While the eyes of public education advocates remain transfixed on Secretary Betsy DeVos and President Trump’s private school voucher and “skinny budget” aspirations, they are missing the far graver threat to public schools—tax reform.
Most mainstream media publications report that the federal role in financing local public schools is small, targeted, and progressive. They stipulate that the federal government is responsible for less than 10 percent of all education spending, supplied mainly through the Title I program for low-income children and IDEA special education program. They report that, while federal funding for education could be more targeted, it’s nonetheless relatively progressive in that more of it goes to schools and school districts with a larger number of children from low-income families.
But these reports are wrong, and you can bet Republican budget experts and political operatives know it. They know that federal financial support for public education is significant, general in nature, and disproportionately favors “blue” states.
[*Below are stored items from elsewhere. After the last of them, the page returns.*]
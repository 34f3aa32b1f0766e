use thiserror::Error;

#[derive(Debug, Error)]
pub enum LmdbError {
    #[error("LMDB error: {0}")]
    Heed(String),

    #[error("key not found: {0}")]
    NotFound(String),

    #[error("serialization error: {0}")]
    Serialization(String),

    #[error("IO error: {0}")]
    Io(#[from] std::io::Error),
}

impl From<heed::Error> for LmdbError {
    fn from(e: heed::Error) -> Self {
        LmdbError::Heed(e.to_string())
    }
}

impl From<LmdbError> for tracker_store::StoreError {
    fn from(e: LmdbError) -> Self {
        match e {
            LmdbError::NotFound(key) => tracker_store::StoreError::NotFound(key),
            LmdbError::Serialization(msg) => tracker_store::StoreError::Serialization(msg),
            other => tracker_store::StoreError::Backend(other.to_string()),
        }
    }
}
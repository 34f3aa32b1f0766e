//! HTTP client for the sync endpoints every supernode exposes.
//!
//! `GET {url}/sync/getMinerLogs?start&count` returns lifecycle log entries in
//! ascending id order. `GET {url}/sync/getMiners?start&count&sncount&snindex`
//! returns full node records for one shard. Responses may be gzip encoded.

use std::future::Future;
use std::time::Duration;

use serde::de::DeserializeOwned;
use tracing::debug;
use tracker_types::{MinerLog, Node};

use crate::NetworkError;

const DEFAULT_TIMEOUT: Duration = Duration::from_secs(30);
const DEFAULT_CONNECT_TIMEOUT: Duration = Duration::from_secs(5);

/// A remote supernode's sync endpoints.
pub trait MinerLogSource: Send + Sync + 'static {
    /// Up to `count` log entries with id `>= start`.
    fn fetch_logs(
        &self,
        url: &str,
        start: i64,
        count: usize,
    ) -> impl Future<Output = Result<Vec<MinerLog>, NetworkError>> + Send;

    /// Up to `count` node records with id `>= start` from shard
    /// `sn_index` of `sn_count`.
    fn fetch_miners(
        &self,
        url: &str,
        start: i64,
        count: usize,
        sn_count: usize,
        sn_index: usize,
    ) -> impl Future<Output = Result<Vec<Node>, NetworkError>> + Send;
}

#[derive(Clone)]
pub struct HttpSyncClient {
    http_client: reqwest::Client,
}

impl HttpSyncClient {
    pub fn new() -> Self {
        Self::with_timeout(DEFAULT_TIMEOUT)
    }

    pub fn with_timeout(timeout: Duration) -> Self {
        let http_client = reqwest::Client::builder()
            .timeout(timeout)
            .connect_timeout(DEFAULT_CONNECT_TIMEOUT)
            .gzip(true)
            .build()
            .unwrap_or_default();
        Self { http_client }
    }

    async fn get_json<T: DeserializeOwned>(&self, url: &str) -> Result<T, NetworkError> {
        debug!(%url, "fetching");
        let response = self.http_client.get(url).send().await?;
        if !response.status().is_success() {
            return Err(NetworkError::RequestFailed(format!(
                "HTTP status {} from {url}",
                response.status()
            )));
        }
        response
            .json()
            .await
            .map_err(|e| NetworkError::InvalidResponse(format!("{url}: {e}")))
    }
}

impl Default for HttpSyncClient {
    fn default() -> Self {
        Self::new()
    }
}

impl MinerLogSource for HttpSyncClient {
    async fn fetch_logs(
        &self,
        url: &str,
        start: i64,
        count: usize,
    ) -> Result<Vec<MinerLog>, NetworkError> {
        let full = format!(
            "{}/sync/getMinerLogs?start={start}&count={count}",
            url.trim_end_matches('/')
        );
        self.get_json(&full).await
    }

    async fn fetch_miners(
        &self,
        url: &str,
        start: i64,
        count: usize,
        sn_count: usize,
        sn_index: usize,
    ) -> Result<Vec<Node>, NetworkError> {
        let full = format!(
            "{}/sync/getMiners?start={start}&count={count}&sncount={sn_count}&snindex={sn_index}",
            url.trim_end_matches('/')
        );
        self.get_json(&full).await
    }
}

#[cfg(test)]
mod tests {
    use super::*;
    use axum::extract::Query;
    use axum::http::StatusCode;
    use axum::routing::get;
    use axum::{Json, Router};
    use std::collections::HashMap;

    async fn serve(app: Router) -> String {
        let listener = tokio::net::TcpListener::bind("127.0.0.1:0").await.unwrap();
        let addr = listener.local_addr().unwrap();
        tokio::spawn(async move { axum::serve(listener, app).await });
        format!("http://{addr}")
    }

    async fn logs(Query(q): Query<HashMap<String, i64>>) -> Json<serde_json::Value> {
        let start = q["start"];
        let count = q["count"];
        let entries: Vec<_> = (start..start + count)
            .map(|id| {
                serde_json::json!({
                    "_id": id, "minerID": id as i32, "fromStatus": -1,
                    "toStatus": 1, "type": "new", "timestamp": 100
                })
            })
            .collect();
        Json(serde_json::Value::Array(entries))
    }

    #[tokio::test]
    async fn fetches_requested_log_range() {
        let url = serve(Router::new().route("/sync/getMinerLogs", get(logs))).await;
        let client = HttpSyncClient::new();
        let fetched = client.fetch_logs(&url, 10, 3).await.unwrap();
        assert_eq!(fetched.iter().map(|l| l.id).collect::<Vec<_>>(), vec![10, 11, 12]);
        assert!(fetched[0].is_registration());
    }

    #[tokio::test]
    async fn passes_shard_parameters() {
        let app = Router::new().route(
            "/sync/getMiners",
            get(|Query(q): Query<HashMap<String, i64>>| async move {
                Json(serde_json::json!([{ "_id": q["snindex"] + 1, "status": q["sncount"] }]))
            }),
        );
        let url = serve(app).await;
        let miners = HttpSyncClient::new()
            .fetch_miners(&url, 0, 100, 4, 2)
            .await
            .unwrap();
        assert_eq!(miners.len(), 1);
        assert_eq!(miners[0].id, 3);
        assert_eq!(miners[0].status, 4);
    }

    #[tokio::test]
    async fn non_success_status_is_an_error() {
        let app = Router::new().route(
            "/sync/getMinerLogs",
            get(|| async { (StatusCode::SERVICE_UNAVAILABLE, "busy") }),
        );
        let url = serve(app).await;
        let err = HttpSyncClient::new().fetch_logs(&url, 0, 1).await.unwrap_err();
        assert!(matches!(err, NetworkError::RequestFailed(_)));
    }

    #[tokio::test]
    async fn unreachable_peer_is_an_error() {
        let listener = tokio::net::TcpListener::bind("127.0.0.1:0").await.unwrap();
        let url = format!("http://{}", listener.local_addr().unwrap());
        drop(listener);
        assert!(HttpSyncClient::new().fetch_logs(&url, 0, 1).await.is_err());
    }
}
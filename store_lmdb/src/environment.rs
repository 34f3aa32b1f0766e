//! LMDB environment setup.

use std::path::Path;
use std::sync::Arc;

use heed::types::Bytes;
use heed::{Database, Env, EnvOpenOptions};
use tracker_store::StoreNames;

use crate::{LmdbAuthStore, LmdbError, LmdbNodeStore, LmdbProgressStore};

const MAX_DBS: u32 = 8;

/// Wraps the LMDB environment and all database handles.
pub struct LmdbEnvironment {
    env: Arc<Env>,
    nodes_db: Database<Bytes, Bytes>,
    auth_db: Database<Bytes, Bytes>,
    progress_db: Database<Bytes, Bytes>,
}

impl LmdbEnvironment {
    /// Open or create an LMDB environment at `path`, creating the named
    /// databases if needed.
    pub fn open(path: &Path, names: &StoreNames, map_size: usize) -> Result<Self, LmdbError> {
        std::fs::create_dir_all(path)?;
        // SAFETY: each environment path is opened once per process.
        let env = unsafe {
            EnvOpenOptions::new()
                .map_size(map_size)
                .max_dbs(MAX_DBS)
                .open(path)?
        };

        let mut wtxn = env.write_txn()?;
        let nodes_db = env.create_database(&mut wtxn, Some(names.node_db.as_str()))?;
        let auth_db = env.create_database(&mut wtxn, Some(names.auth_db.as_str()))?;
        let progress_db = env.create_database(&mut wtxn, Some(names.progress_db.as_str()))?;
        wtxn.commit()?;

        tracing::debug!(path = %path.display(), "opened LMDB environment");

        Ok(Self {
            env: Arc::new(env),
            nodes_db,
            auth_db,
            progress_db,
        })
    }

    pub fn node_store(&self) -> LmdbNodeStore {
        LmdbNodeStore {
            env: Arc::clone(&self.env),
            nodes_db: self.nodes_db,
        }
    }

    pub fn auth_store(&self) -> LmdbAuthStore {
        LmdbAuthStore {
            env: Arc::clone(&self.env),
            auth_db: self.auth_db,
        }
    }

    pub fn progress_store(&self) -> LmdbProgressStore {
        LmdbProgressStore {
            env: Arc::clone(&self.env),
            progress_db: self.progress_db,
        }
    }
}
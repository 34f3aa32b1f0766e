//! Integration tests over a real LMDB environment: lifecycle log tracking,
//! snapshot merging, administration and queries working on the same
//! registry.

use std::sync::Arc;
use std::time::Duration;

use serde_json::json;
use tracker_node::{
    LogTracker, LogTrackerConfig, MergeEngine, MergeOutcome, StableStatAdmin, TrackerMetrics,
};
use tracker_nullables::{NullClock, NullLogSource, NullPublisher};
use tracker_store::{NodeQuery, NodeStore, ProgressStore, SortOrder, StoreNames};
use tracker_store_lmdb::LmdbEnvironment;
use tracker_types::{MinerLog, MinerLogKind, Node, NodeMsg, StableStat};

const T: u64 = 1_600_000_000;
const SOURCE: &str = "http://sn0";

// ---------------------------------------------------------------------------
// Helpers
// ---------------------------------------------------------------------------

fn temp_env() -> (tempfile::TempDir, LmdbEnvironment) {
    let dir = tempfile::tempdir().expect("temp dir");
    let env = LmdbEnvironment::open(dir.path(), &StoreNames::default(), 64 * 1024 * 1024)
        .expect("open env");
    (dir, env)
}

struct Harness {
    _dir: tempfile::TempDir,
    env: LmdbEnvironment,
    clock: Arc<NullClock>,
    source: Arc<NullLogSource>,
    publisher: Arc<NullPublisher>,
    engine: MergeEngine,
    tracker: LogTracker<NullLogSource>,
}

fn harness() -> Harness {
    let (dir, env) = temp_env();
    let clock = Arc::new(NullClock::new(T + 200));
    let source = Arc::new(NullLogSource::new());
    let publisher = Arc::new(NullPublisher::new());
    let metrics = Arc::new(TrackerMetrics::new());
    let engine = MergeEngine::new(
        Arc::new(env.node_store()),
        publisher.clone(),
        clock.clone(),
        "sync",
        metrics.clone(),
    );
    let tracker = LogTracker::new(
        source.clone(),
        Arc::new(env.node_store()),
        Arc::new(env.progress_store()),
        clock.clone(),
        metrics,
        LogTrackerConfig {
            batch_size: 100,
            skip_time: 180,
            wait_time: Duration::from_secs(10),
        },
    );
    Harness {
        _dir: dir,
        env,
        clock,
        source,
        publisher,
        engine,
        tracker,
    }
}

fn log(id: i64, miner: i32, kind: MinerLogKind, from: i32, to: i32) -> MinerLog {
    MinerLog {
        id,
        miner_id: miner,
        from_status: from,
        to_status: to,
        kind,
        timestamp: T as i64,
    }
}

fn snapshot(id: i32, status: i32) -> Node {
    Node {
        id,
        node_id: format!("node-{id}"),
        status,
        valid: 1,
        timestamp: T as i64,
        ..Default::default()
    }
}

// ---------------------------------------------------------------------------
// Tests
// ---------------------------------------------------------------------------

#[tokio::test]
async fn registration_then_broadcast_counts_one_report_and_republishes() {
    let h = harness();
    h.source
        .push_logs(SOURCE, [log(1000, 7, MinerLogKind::New, -1, 1)]);

    h.tracker.poll_once(0, SOURCE).await.unwrap();
    let nodes = h.env.node_store();
    let stub = nodes.get_node(7).unwrap();
    assert_eq!(stub.status, 1);
    assert_eq!(stub.reg_time, T as i64);
    assert_eq!(h.env.progress_store().get_progress(0).unwrap().start, 1001);

    h.clock.advance(60);
    let outcome = h.engine.sync_node(snapshot(7, 0)).unwrap();
    assert_eq!(outcome, MergeOutcome::Merged { republished: true });

    let merged = nodes.get_node(7).unwrap();
    assert_eq!(merged.status, 0);
    assert_eq!(merged.reg_time, T as i64);
    let stat = merged.stable_stat.unwrap();
    assert_eq!(stat.counter, 1);

    let published = h.publisher.published();
    assert_eq!(published.len(), 1);
    assert_eq!(published[0].0, "sync");
    let republished = NodeMsg::decode(&published[0].1).unwrap();
    assert_eq!(republished.id, 7);
    assert_eq!(republished.status, 0);
}

#[test]
fn concurrent_snapshots_of_one_id_yield_a_single_record() {
    let h = harness();
    let engine = Arc::new(h.engine);
    let threads: Vec<_> = (0..8)
        .map(|_| {
            let engine = Arc::clone(&engine);
            std::thread::spawn(move || engine.sync_node(snapshot(11, 1)).unwrap())
        })
        .collect();
    let outcomes: Vec<MergeOutcome> = threads.into_iter().map(|t| t.join().unwrap()).collect();

    let inserted = outcomes
        .iter()
        .filter(|o| **o == MergeOutcome::Inserted)
        .count();
    assert_eq!(inserted, 1);
    let nodes = h.env.node_store();
    assert_eq!(nodes.node_count().unwrap(), 1);
    assert_eq!(nodes.get_node(11).unwrap().stable_stat.unwrap().counter, 7);
}

#[tokio::test]
async fn removal_log_drops_node_from_queries() {
    let h = harness();
    h.engine.sync_node(snapshot(3, 1)).unwrap();
    h.engine.sync_node(snapshot(4, 1)).unwrap();
    let nodes = h.env.node_store();
    let active = NodeQuery::from_json(&json!({"status": 1})).unwrap();
    assert_eq!(
        nodes
            .filter_nodes(&active, Some("_id"), SortOrder::Ascending, 0)
            .unwrap()
            .len(),
        2
    );

    h.source
        .push_logs(SOURCE, [log(50, 3, MinerLogKind::Delete, 1, -1)]);
    h.tracker.poll_once(0, SOURCE).await.unwrap();

    let remaining = nodes
        .filter_nodes(&active, Some("_id"), SortOrder::Ascending, 0)
        .unwrap();
    assert_eq!(remaining.len(), 1);
    assert_eq!(remaining[0].id, 4);
}

#[test]
fn admin_reset_then_refresh_over_lmdb() {
    let h = harness();
    h.engine.sync_node(snapshot(1, 1)).unwrap();
    h.engine.sync_node(snapshot(2, 1)).unwrap();
    let admin = StableStatAdmin::new(Arc::new(h.env.node_store()), h.clock.clone());

    assert_eq!(admin.reset(None).unwrap(), 2);
    h.clock.advance(120);
    h.engine.sync_node(snapshot(1, 1)).unwrap();
    h.clock.advance(120);
    assert_eq!(admin.refresh(Some(1)).unwrap(), 1);

    let nodes = h.env.node_store();
    let stat = nodes.get_node(1).unwrap().stable_stat.unwrap();
    assert_eq!(stat.counter, 1);
    assert!((stat.ratio - 0.25).abs() < 1e-6);
    let untouched = nodes.get_node(2).unwrap().stable_stat.unwrap();
    assert_eq!(untouched.counter, 0);
}

#[test]
fn refresh_interleaved_with_merges_keeps_ratio_consistent() {
    let h = harness();
    h.engine.sync_node(snapshot(11, 1)).unwrap();
    h.clock.advance(6_000);
    let engine = Arc::new(h.engine);
    let admin = Arc::new(StableStatAdmin::new(Arc::new(h.env.node_store()), h.clock.clone()));

    let mut threads: Vec<_> = (0..4)
        .map(|_| {
            let engine = Arc::clone(&engine);
            std::thread::spawn(move || {
                for _ in 0..20 {
                    engine.sync_node(snapshot(11, 1)).unwrap();
                }
            })
        })
        .collect();
    let refresher = Arc::clone(&admin);
    threads.push(std::thread::spawn(move || {
        for _ in 0..40 {
            refresher.refresh(Some(11)).unwrap();
        }
    }));
    for t in threads {
        t.join().unwrap();
    }

    let stat = h.env.node_store().get_node(11).unwrap().stable_stat.unwrap();
    assert_eq!(stat.counter, 80);
    let expected = StableStat::ratio_at(stat.counter, stat.start_time, (T + 200 + 6_000) as i64);
    assert!((stat.ratio - expected).abs() < 1e-6);
    // 80 reports over 6000s
    assert!((stat.ratio - 0.8).abs() < 1e-6);
}

#[tokio::test]
async fn cursor_survives_reopening_the_environment() {
    let dir = tempfile::tempdir().unwrap();
    let names = StoreNames::default();
    {
        let env = LmdbEnvironment::open(dir.path(), &names, 64 * 1024 * 1024).unwrap();
        let source = Arc::new(NullLogSource::new());
        source.push_logs(SOURCE, [log(77, 5, MinerLogKind::New, -1, 0)]);
        let tracker = LogTracker::new(
            source,
            Arc::new(env.node_store()),
            Arc::new(env.progress_store()),
            Arc::new(NullClock::new(T + 200)),
            Arc::new(TrackerMetrics::new()),
            LogTrackerConfig {
                batch_size: 10,
                skip_time: 180,
                wait_time: Duration::from_secs(10),
            },
        );
        tracker.poll_once(0, SOURCE).await.unwrap();
    }

    let env = LmdbEnvironment::open(dir.path(), &names, 64 * 1024 * 1024).unwrap();
    assert_eq!(env.progress_store().get_progress(0).unwrap().start, 78);
    assert_eq!(env.node_store().get_node(5).unwrap().status, 0);
}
Under dark cover, they’re going to go after sizable amounts of federal support for public schools with a vengeance, using filibuster-proof vehicles of budget reconciliation and tax reform.
Budget experts think about more than direct spending when evaluating government finance, including, importantly, the tax code’s role in underwriting public services. Tax subsidies, otherwise known as “tax expenditures,” are the functional equivalent of direct federal appropriations. The government can provide an individual a direct grant to buy education services, for example, or it can provide an indirect tax deduction or tax credit for education services bought. The effect is the same.
Consider the existing federal tax deduction for state and local property taxes, which overwhelmingly fund local schools. An individual in the 28 percent marginal income tax bracket that itemizes and deducts $5,000 in property taxes reduces his or her federal tax bill by $1,400. Of $5,000 raised locally for education, the individual pays $3,600 and the federal government pays $1,400.
Thus the federal deduction for state and local taxes makes using those taxes to fund education and other public goods or services more attractive, because it makes state and local taxes a cheaper source of revenue for regular people than they otherwise would be. In other words, tax expenditures can be good for progressive public policy and, at least at times, they should be defended.
Massive federal financial support is provided to K-12 public education through the tax code. While over 45 percent of direct public education funding comes from state government, and slightly less comes from local government via local property taxes, the federal government subsidizes almost all K-12 public education funding in the form of state and local income, sales, and property tax deductions.
The federal deduction for state and local property taxes alone totaled over two times the size of direct grant aid provided through the Title I and IDEA programs for disadvantaged students. In 2016, the federal subsidy for all state and local taxes was valued at $97 billion and helped finance over four times that much in state and local public elementary and secondary education spending for all students.
The best hope for protecting public education from the worst of the Republican budget and tax agenda lies in communicating loudly and widely that deep reduction or elimination of the state and local tax deduction would decimate public education. The Trump-DeVos-Congressional Republican budget is really about padding Wall Street, buying weapons systems, and most significantly, burning down what government does to assist regular people, including working to provide kids from all walks of life, in all geographic areas, a public education.
Over 45 million families residing in nearly every school district benefit from the federal tax subsidy for state and local education spending, albeit in a regressive fashion thanks to the marginal rate structure and varying levels of commitment to education funding. For example, who taxes themselves the most and therefore gets the biggest subsidies? Those in blue states like New York, Massachusetts, and California.
But here’s the thing: Public schools everywhere—in red and blue states, in rural, suburban, and urban areas—will lose significant financial support if the Republican tax reform plan significantly lessens or eliminates the state and local tax deduction. New York Governor Andrew Cuomo, Senator Elizabeth Warren, Governor Jerry Brown, and education advocates everywhere all need to make that case loudly, repeatedly, and, hopefully, also successfully.
Republicans don’t like to increase spending, but they’re generally fine with cutting taxes. True, they tend to cut them and fund government services in a regressive manner, but it doesn’t have to be that way. Where tax expenditures operate in support of government spending, liberals would be wise to embrace them in support of progressive goals.
The goal of tax reform should not be simplification at the expense of public education as much as increased fairness and economic growth with the help of strong, well-financed public education.